Stored data entries:
------------------------------------------------------------
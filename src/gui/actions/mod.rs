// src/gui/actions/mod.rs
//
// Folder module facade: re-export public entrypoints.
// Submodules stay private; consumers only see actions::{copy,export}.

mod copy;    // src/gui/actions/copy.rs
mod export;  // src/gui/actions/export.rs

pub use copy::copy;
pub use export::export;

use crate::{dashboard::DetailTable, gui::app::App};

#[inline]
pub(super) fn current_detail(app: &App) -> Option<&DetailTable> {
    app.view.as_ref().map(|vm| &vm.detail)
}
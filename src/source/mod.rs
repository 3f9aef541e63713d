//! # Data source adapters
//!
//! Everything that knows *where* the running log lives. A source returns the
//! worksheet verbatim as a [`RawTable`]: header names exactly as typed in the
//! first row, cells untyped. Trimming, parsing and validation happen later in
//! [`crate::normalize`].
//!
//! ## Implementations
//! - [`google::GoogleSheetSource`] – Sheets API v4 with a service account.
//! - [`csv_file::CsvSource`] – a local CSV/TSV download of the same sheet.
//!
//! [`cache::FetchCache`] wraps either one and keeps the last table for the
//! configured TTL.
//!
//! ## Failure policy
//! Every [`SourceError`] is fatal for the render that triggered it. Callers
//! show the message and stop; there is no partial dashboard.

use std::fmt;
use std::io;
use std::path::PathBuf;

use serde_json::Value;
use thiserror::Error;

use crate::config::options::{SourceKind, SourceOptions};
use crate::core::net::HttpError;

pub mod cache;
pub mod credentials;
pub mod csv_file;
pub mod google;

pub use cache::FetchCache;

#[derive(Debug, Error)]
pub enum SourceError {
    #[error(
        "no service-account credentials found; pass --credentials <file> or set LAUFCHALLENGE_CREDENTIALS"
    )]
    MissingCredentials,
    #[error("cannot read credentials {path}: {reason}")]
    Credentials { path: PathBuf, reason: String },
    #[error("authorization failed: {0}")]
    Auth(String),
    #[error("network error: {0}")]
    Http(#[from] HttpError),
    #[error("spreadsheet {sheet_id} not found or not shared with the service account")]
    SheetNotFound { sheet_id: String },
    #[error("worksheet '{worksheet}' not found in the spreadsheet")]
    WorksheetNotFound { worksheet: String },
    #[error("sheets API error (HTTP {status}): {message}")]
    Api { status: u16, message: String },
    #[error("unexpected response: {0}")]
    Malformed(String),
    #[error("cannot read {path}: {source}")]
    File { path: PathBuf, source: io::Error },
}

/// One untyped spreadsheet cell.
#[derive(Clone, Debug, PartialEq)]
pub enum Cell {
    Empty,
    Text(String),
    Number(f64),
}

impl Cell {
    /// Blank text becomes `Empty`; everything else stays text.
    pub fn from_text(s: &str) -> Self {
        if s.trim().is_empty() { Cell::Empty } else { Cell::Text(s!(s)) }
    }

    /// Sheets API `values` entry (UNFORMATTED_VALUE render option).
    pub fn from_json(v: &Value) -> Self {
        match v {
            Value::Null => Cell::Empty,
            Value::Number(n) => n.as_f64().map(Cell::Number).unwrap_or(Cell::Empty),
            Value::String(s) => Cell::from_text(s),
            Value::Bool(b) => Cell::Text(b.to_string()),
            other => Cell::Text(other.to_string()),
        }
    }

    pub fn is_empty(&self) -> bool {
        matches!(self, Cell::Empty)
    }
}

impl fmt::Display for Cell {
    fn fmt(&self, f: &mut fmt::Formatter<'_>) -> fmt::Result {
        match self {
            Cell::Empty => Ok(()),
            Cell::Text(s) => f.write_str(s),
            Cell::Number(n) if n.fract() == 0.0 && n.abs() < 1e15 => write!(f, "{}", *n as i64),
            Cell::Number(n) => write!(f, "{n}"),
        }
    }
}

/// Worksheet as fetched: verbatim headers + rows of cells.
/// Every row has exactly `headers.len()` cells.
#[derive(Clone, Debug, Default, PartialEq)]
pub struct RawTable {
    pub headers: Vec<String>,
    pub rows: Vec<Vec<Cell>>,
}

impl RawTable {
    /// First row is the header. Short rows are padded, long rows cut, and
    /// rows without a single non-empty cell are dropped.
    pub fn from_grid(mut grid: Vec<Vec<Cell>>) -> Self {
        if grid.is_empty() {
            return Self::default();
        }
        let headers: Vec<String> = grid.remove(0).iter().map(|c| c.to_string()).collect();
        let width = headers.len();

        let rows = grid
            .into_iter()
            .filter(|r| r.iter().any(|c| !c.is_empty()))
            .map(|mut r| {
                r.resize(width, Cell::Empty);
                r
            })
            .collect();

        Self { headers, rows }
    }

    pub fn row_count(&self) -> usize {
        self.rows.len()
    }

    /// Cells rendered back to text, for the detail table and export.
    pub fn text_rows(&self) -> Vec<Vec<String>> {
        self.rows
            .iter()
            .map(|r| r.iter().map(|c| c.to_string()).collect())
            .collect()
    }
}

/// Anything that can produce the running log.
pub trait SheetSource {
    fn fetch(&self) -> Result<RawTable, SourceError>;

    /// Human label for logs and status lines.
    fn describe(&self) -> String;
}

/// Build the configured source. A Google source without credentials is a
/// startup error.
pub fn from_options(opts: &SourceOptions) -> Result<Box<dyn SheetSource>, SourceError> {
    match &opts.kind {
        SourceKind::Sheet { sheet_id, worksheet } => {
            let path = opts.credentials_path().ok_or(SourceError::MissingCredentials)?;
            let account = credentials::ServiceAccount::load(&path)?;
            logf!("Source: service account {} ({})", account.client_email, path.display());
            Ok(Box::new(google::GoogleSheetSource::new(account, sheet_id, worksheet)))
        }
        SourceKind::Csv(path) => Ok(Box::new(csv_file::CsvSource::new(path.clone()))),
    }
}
------------------------------------------------------------
### WHAT TO PRODUCE:
Report each line above containing the string "CsvSource".

### ANSWER SPACE:
//! - [`csv_file::CsvSource`] – a local CSV/TSV download of the same sheet.
        SourceKind::Csv(path) => Ok(Box::new(csv_file::CsvSource::new(path.clone()))),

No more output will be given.